He laughed: "I have no instincts, hardly ideas, about either roses or types of women. If I avoided Miss Vogdes, it was because her name recalled one of the old hard experiences of my boyhood. The girl herself is harmless enough, no doubt."
"And the rose?"
"The rose? Why, we have no time to waste in such talk as this. You have not yet told me how you managed to get your profession. When I last saw you you had set all the old professors in the university at defiance. Did you carry lectures and cliniques by strategy or assault? You have good fighting qualities, Maria."

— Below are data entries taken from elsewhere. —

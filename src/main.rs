fn main() {
    if let Err(error) = image5d::run_cli() {
        eprintln!("{error}");
        std::process::exit(1);
    }
}
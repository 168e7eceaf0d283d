mod apply;
mod error;
mod io;
mod set;

#[cfg(test)]
mod tests;

pub use apply::{PresetReport, apply_presets};
pub use error::{PresetError, Result};
pub use io::{load_presets, save_presets};
pub use set::{CalibrationPreset, ChannelPreset, ChannelPresetSet};
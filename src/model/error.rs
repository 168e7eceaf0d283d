use thiserror::Error;

use super::{AxisKind, PixelType};

pub type Result<T> = std::result::Result<T, CoreError>;

#[derive(Debug, Error, PartialEq)]
pub enum CoreError {
    #[error("{axis} index {index} is out of range (size {size})")]
    OutOfRange {
        axis: AxisKind,
        index: usize,
        size: usize,
    },

    #[error("plane index {index} is out of range ({count} planes)")]
    PlaneOutOfRange { index: usize, count: usize },

    #[error(
        "pixel buffer mismatch: expected {expected_type} x {expected_len}, got {actual_type} x {actual_len}"
    )]
    TypeMismatch {
        expected_type: PixelType,
        expected_len: usize,
        actual_type: PixelType,
        actual_len: usize,
    },

    #[error(
        "dimension mismatch: {channels} channels x {slices} slices x {frames} frames != {plane_count} planes"
    )]
    DimensionMismatch {
        channels: usize,
        slices: usize,
        frames: usize,
        plane_count: usize,
    },

    #[error("invalid dimension size 0 for axis {axis}")]
    ZeroSizedDimension { axis: AxisKind },

    #[error("axis {0} cannot be expanded")]
    NotExpandable(AxisKind),

    #[error("cannot shrink axis {axis} from {current} to {requested}")]
    InvalidExpansion {
        axis: AxisKind,
        current: usize,
        requested: usize,
    },

    #[error("image \"{title}\" is busy ({owner})")]
    ResourceBusy { title: String, owner: String },

    #[error("invalid metadata: {0}")]
    InvalidMetadata(String),
}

She would rather not have gone over her battle with the doctors just then: she would rather he had talked of her "magnetic instincts," her hair, her eyes—anything else than her fighting qualities. But she told him. There was an inexplicable delight to her in telling him anything—even the time of day. Was he not a pioneer, a captain among men, a seer in the realms of thought, keeping step with her in all her high imaginings? Ordinary people, it is true, set McCall down as an ordinary fellow, genial and hearty—not a very skillful physician, perhaps, but a shrewd farmer, and the best judge of mules or peaches in Kent county. Maria, however, saw him with the soul's eye.

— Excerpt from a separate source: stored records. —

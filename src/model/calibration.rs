use serde::{Deserialize, Serialize};

/// Value-transform functions, numbered as in ImageJ's curve fitter.
#[derive(Debug, Clone, Copy, PartialEq, Eq, Serialize, Deserialize, Default)]
#[serde(rename_all = "snake_case")]
pub enum CalibrationFunction {
    StraightLine,
    Poly2,
    Poly3,
    Poly4,
    Exponential,
    Power,
    Log,
    Rodbard,
    GammaVariate,
    Log2,
    Rodbard2,
    #[default]
    None,
    UncalibratedOd,
    /// A function code this crate cannot evaluate; kept so it survives a save.
    Other(i32),
}

impl CalibrationFunction {
    pub fn code(self) -> i32 {
        match self {
            CalibrationFunction::StraightLine => 0,
            CalibrationFunction::Poly2 => 1,
            CalibrationFunction::Poly3 => 2,
            CalibrationFunction::Poly4 => 3,
            CalibrationFunction::Exponential => 4,
            CalibrationFunction::Power => 5,
            CalibrationFunction::Log => 6,
            CalibrationFunction::Rodbard => 7,
            CalibrationFunction::GammaVariate => 8,
            CalibrationFunction::Log2 => 9,
            CalibrationFunction::Rodbard2 => 10,
            CalibrationFunction::None => 20,
            CalibrationFunction::UncalibratedOd => 21,
            CalibrationFunction::Other(code) => code,
        }
    }

    pub fn from_code(code: i32) -> Self {
        match code {
            0 => CalibrationFunction::StraightLine,
            1 => CalibrationFunction::Poly2,
            2 => CalibrationFunction::Poly3,
            3 => CalibrationFunction::Poly4,
            4 => CalibrationFunction::Exponential,
            5 => CalibrationFunction::Power,
            6 => CalibrationFunction::Log,
            7 => CalibrationFunction::Rodbard,
            8 => CalibrationFunction::GammaVariate,
            9 => CalibrationFunction::Log2,
            10 => CalibrationFunction::Rodbard2,
            20 => CalibrationFunction::None,
            21 => CalibrationFunction::UncalibratedOd,
            other => CalibrationFunction::Other(other),
        }
    }

    /// Number of coefficients the function reads.
    pub fn coefficient_count(self) -> usize {
        match self {
            CalibrationFunction::StraightLine
            | CalibrationFunction::Exponential
            | CalibrationFunction::Power
            | CalibrationFunction::Log => 2,
            CalibrationFunction::Poly2 | CalibrationFunction::Log2 => 3,
            CalibrationFunction::Poly3
            | CalibrationFunction::Rodbard
            | CalibrationFunction::GammaVariate
            | CalibrationFunction::Rodbard2 => 4,
            CalibrationFunction::Poly4 => 5,
            CalibrationFunction::None
            | CalibrationFunction::UncalibratedOd
            | CalibrationFunction::Other(_) => 0,
        }
    }

    fn evaluate(self, p: &[f64], x: f64) -> f64 {
        match self {
            CalibrationFunction::StraightLine
            | CalibrationFunction::Poly2
            | CalibrationFunction::Poly3
            | CalibrationFunction::Poly4 => p[..self.coefficient_count()]
                .iter()
                .rev()
                .fold(0.0, |acc, c| acc * x + c),
            CalibrationFunction::Exponential => p[0] * (p[1] * x).exp(),
            CalibrationFunction::Power => {
                if x == 0.0 {
                    0.0
                } else {
                    p[0] * (p[1] * x.ln()).exp()
                }
            }
            CalibrationFunction::Log => {
                if x == 0.0 {
                    -1e100
                } else {
                    p[0] * (p[1] * x).ln()
                }
            }
            CalibrationFunction::Rodbard => {
                let ratio = (x / p[2]).powf(p[1]);
                p[3] + (p[0] - p[3]) / (1.0 + ratio)
            }
            CalibrationFunction::GammaVariate => {
                if p[0] >= x {
                    return 0.0;
                }
                if p[1] <= 0.0 || p[2] <= 0.0 || p[3] <= 0.0 {
                    return f64::NAN;
                }
                let shifted = x - p[0];
                p[1] * shifted.powf(p[2]) * (-shifted / p[3]).exp()
            }
            CalibrationFunction::Log2 => {
                let shifted = x - p[2];
                if shifted <= 0.0 {
                    f64::NAN
                } else {
                    p[0] + p[1] * shifted.ln()
                }
            }
            CalibrationFunction::Rodbard2 => {
                if p[3] - x < 2.0 * f64::MIN_POSITIVE || x < p[0] {
                    0.0
                } else {
                    ((x - p[0]) / (p[3] - x)).powf(1.0 / p[1]) * p[2]
                }
            }
            CalibrationFunction::UncalibratedOd => {
                let v = x.min(254.5);
                (255.0 / (255.0 - v)).log10()
            }
            CalibrationFunction::None | CalibrationFunction::Other(_) => x,
        }
    }
}

/// Per-channel calibration: label plus a value-transform function.
#[derive(Debug, Clone, PartialEq, Serialize, Deserialize, Default)]
pub struct ChannelCalibration {
    label: String,
    function: CalibrationFunction,
    coefficients: Vec<f64>,
    value_unit: String,
    zero_clip: bool,
}

impl ChannelCalibration {
    pub fn new() -> Self {
        Self::default()
    }

    pub fn with_label(label: impl Into<String>) -> Self {
        Self {
            label: label.into(),
            ..Self::default()
        }
    }

    pub fn label(&self) -> &str {
        &self.label
    }

    pub fn set_label(&mut self, label: impl Into<String>) {
        self.label = label.into();
    }

    pub fn function(&self) -> CalibrationFunction {
        self.function
    }

    pub fn coefficients(&self) -> &[f64] {
        &self.coefficients
    }

    pub fn coefficients_mut(&mut self) -> &mut Vec<f64> {
        &mut self.coefficients
    }

    pub fn value_unit(&self) -> &str {
        &self.value_unit
    }

    pub fn is_zero_clip(&self) -> bool {
        self.zero_clip
    }

    /// Replaces the function. The coefficients are copied out of the caller's slice.
    pub fn set_function(
        &mut self,
        function: CalibrationFunction,
        coefficients: &[f64],
        value_unit: impl Into<String>,
        zero_clip: bool,
    ) {
        self.function = function;
        self.coefficients = coefficients.to_vec();
        self.value_unit = value_unit.into();
        self.zero_clip = zero_clip;
    }

    /// Copies function, coefficients, unit and zero-clip from `other`, keeping the label.
    pub fn set_function_from(&mut self, other: &ChannelCalibration) {
        self.set_function(
            other.function,
            &other.coefficients,
            other.value_unit.clone(),
            other.zero_clip,
        );
    }

    pub fn disable_density_calibration(&mut self) {
        self.function = CalibrationFunction::None;
        self.coefficients.clear();
        self.value_unit.clear();
        self.zero_clip = false;
    }

    pub fn is_calibrated(&self) -> bool {
        self.function != CalibrationFunction::None
    }

    /// Maps a raw sample value to calibrated units.
    ///
    /// Functions lacking coefficients behave as the identity. With zero-clip set,
    /// negative results are clamped to zero.
    pub fn apply(&self, raw: f64) -> f64 {
        if self.coefficients.len() < self.function.coefficient_count() {
            return raw;
        }
        let value = self.function.evaluate(&self.coefficients, raw);
        if self.zero_clip && value < 0.0 {
            0.0
        } else {
            value
        }
    }
}

/// Physical scaling of the spatial and temporal axes.
#[derive(Debug, Clone, PartialEq, Serialize, Deserialize)]
pub struct SpatialCalibration {
    pub pixel_width: f64,
    pub pixel_height: f64,
    pub pixel_depth: f64,
    pub frame_interval: f64,
    pub unit: String,
}

impl Default for SpatialCalibration {
    fn default() -> Self {
        Self {
            pixel_width: 1.0,
            pixel_height: 1.0,
            pixel_depth: 1.0,
            frame_interval: 0.0,
            unit: "pixel".to_string(),
        }
    }
}

impl SpatialCalibration {
    pub fn is_scaled(&self) -> bool {
        self.unit != "pixel" && self.unit != "pixels" && !self.unit.is_empty()
    }
}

Kitty meanwhile sat by the window mending the clothes that had come out of the wash. Mr. Muller was reading some letters relative to the school to her. This was the day of the week on which she always mended the clothes, and Mr. Muller had fallen into the habit of reading to her while she did so. But to-day the Reformatory rose before her a prison, the gates of which were about to close on her. The heap of stockings, the touch of the darning cotton, the sound of Mr. Muller's droning voice, were maddening to her: every moment she made a tangle in her thread, looking down at Maria under the Bourbon rose, and the attentive face bent over her. Where should she go? What should she do? Had the world nothing in it for her but this? Yesterday she had made up her mind to go to Delaware to find Hugh Guinness, alive or dead, and bring him to his father. That would be work worth doing. This morning she remembered that Delaware was a wide hunting-ground—that she had never been ten miles from home in her life. If there were anybody to give her advice! This Doctor McCall had seemed to her to-day as, in fact, he did to most people, practical, honest, full of information. He would too, she somehow felt, understand her wild fancy. But—
"Why should Doctor McCall dislike me?" she broke in at the close of one of Mr. Muller's expositions.
"What an absurd fancy, child!" looking up in amazement. "The man was civil enough to you for so slight an acquaintance."
"It was more than dislike," vehemently. "He watched me all through breakfast as though he owed me a grudge. I could see it in his eyes."
"You oughtn't to see any eyes but mine, Cathie dear," with anxious playfulness. "Why should you care for the opinion of any man?"